== What you will do ==
A stretch of the entries below is to be set down exactly, running from the line with "let mut x: u16 = 1;" through the line with "let (exp, log) = &TABLES;", both included, and no other line.

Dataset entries
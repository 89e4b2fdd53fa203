//! Reed-Solomon error correction over GF(256) and block interleaving.
//!
//! The field uses the primitive polynomial x^8 + x^4 + x^3 + x^2 + 1 (0x11D). A generator of
//! degree n has the roots α^0 .. α^(n-1).

use crate::version::{ErrorCorrectionLevel, Version};

/// GF(256) arithmetic backed by log/antilog tables.
pub struct Gf256;

static TABLES: ([u8; 256], [u8; 256]) = build_tables();

const fn build_tables() -> ([u8; 256], [u8; 256]) {
    let mut exp = [0u8; 256];
    let mut log = [0u8; 256];
    let mut x: u16 = 1;
    let mut i = 0;
    while i < 255 {
        exp[i] = x as u8;
        log[x as usize] = i as u8;
        x <<= 1;
        if x & 0x100 != 0 {
            x ^= 0x11D;
        }
        i += 1;
    }
    exp[255] = exp[0];
    (exp, log)
}

impl Gf256 {
    /// α^power.
    pub fn exp(power: usize) -> u8 {
        TABLES.0[power % 255]
    }

    pub fn mul(a: u8, b: u8) -> u8 {
        if a == 0 || b == 0 {
            return 0;
        }
        let (exp, log) = &TABLES;
        exp[(usize::from(log[usize::from(a)]) + usize::from(log[usize::from(b)])) % 255]
    }
}

/// Divisor polynomial for a fixed number of error correction codewords.
///
/// Coefficients are stored from highest to lowest power; the leading 1 is implicit.
pub struct ReedSolomonGenerator {
    divisor: Vec<u8>,
}

impl ReedSolomonGenerator {
    /// Builds the generator `(x - α^0)(x - α^1)...(x - α^(degree-1))`.
    pub fn new(degree: usize) -> Self {
        assert!((1..=255).contains(&degree), "Degree out of range");
        let mut divisor = vec![0u8; degree];
        divisor[degree - 1] = 1;
        for power in 0..degree {
            let root = Gf256::exp(power);
            for j in 0..degree {
                divisor[j] = Gf256::mul(divisor[j], root);
                if j + 1 < degree {
                    divisor[j] ^= divisor[j + 1];
                }
            }
        }
        Self { divisor }
    }

    pub fn degree(&self) -> usize {
        self.divisor.len()
    }

    /// Remainder of `data · x^degree` divided by the generator: the EC codewords.
    pub fn remainder(&self, data: &[u8]) -> Vec<u8> {
        let mut result = vec![0u8; self.degree()];
        for &b in data {
            let factor = b ^ result[0];
            result.rotate_left(1);
            if let Some(last) = result.last_mut() {
                *last = 0;
            }
            for (r, &d) in result.iter_mut().zip(&self.divisor) {
                *r ^= Gf256::mul(d, factor);
            }
        }
        result
    }
}

/// Splits `data` into blocks, appends EC codewords to each and interleaves the result.
///
/// The returned stream holds every data codeword column first, then every EC codeword
/// column. Remainder bits are not included; they are zero modules in the matrix.
pub fn add_ecc_and_interleave(data: &[u8], version: Version, ecl: ErrorCorrectionLevel) -> Vec<u8> {
    assert_eq!(data.len(), version.data_codewords(ecl), "Illegal argument");
    let layout = version.block_layout(ecl);
    let rs = ReedSolomonGenerator::new(layout.ecc_per_block);

    let mut blocks: Vec<(&[u8], Vec<u8>)> = Vec::with_capacity(layout.num_blocks());
    let mut rest = data;
    for i in 0..layout.num_blocks() {
        let (block, tail) = rest.split_at(layout.data_len(i));
        blocks.push((block, rs.remainder(block)));
        rest = tail;
    }
    debug_assert!(rest.is_empty());

    let mut result = Vec::with_capacity(version.total_codewords());
    for i in 0..=layout.short_data_len {
        for (block, _) in &blocks {
            if let Some(&b) = block.get(i) {
                result.push(b);
            }
        }
    }
    for i in 0..layout.ecc_per_block {
        for (_, ecc) in &blocks {
            result.push(ecc[i]);
        }
    }
    debug_assert_eq!(result.len(), version.total_codewords());
    result
}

== Exercise solution ==
    let mut x: u16 = 1;
    let mut i = 0;
    while i < 255 {
        exp[i] = x as u8;
        log[x as usize] = i as u8;
        x <<= 1;
        if x & 0x100 != 0 {
            x ^= 0x11D;
        }
        i += 1;
    }
    exp[255] = exp[0];
    (exp, log)
}

impl Gf256 {
    /// α^power.
    pub fn exp(power: usize) -> u8 {
        TABLES.0[power % 255]
    }

    pub fn mul(a: u8, b: u8) -> u8 {
        if a == 0 || b == 0 {
            return 0;
        }
        let (exp, log) = &TABLES;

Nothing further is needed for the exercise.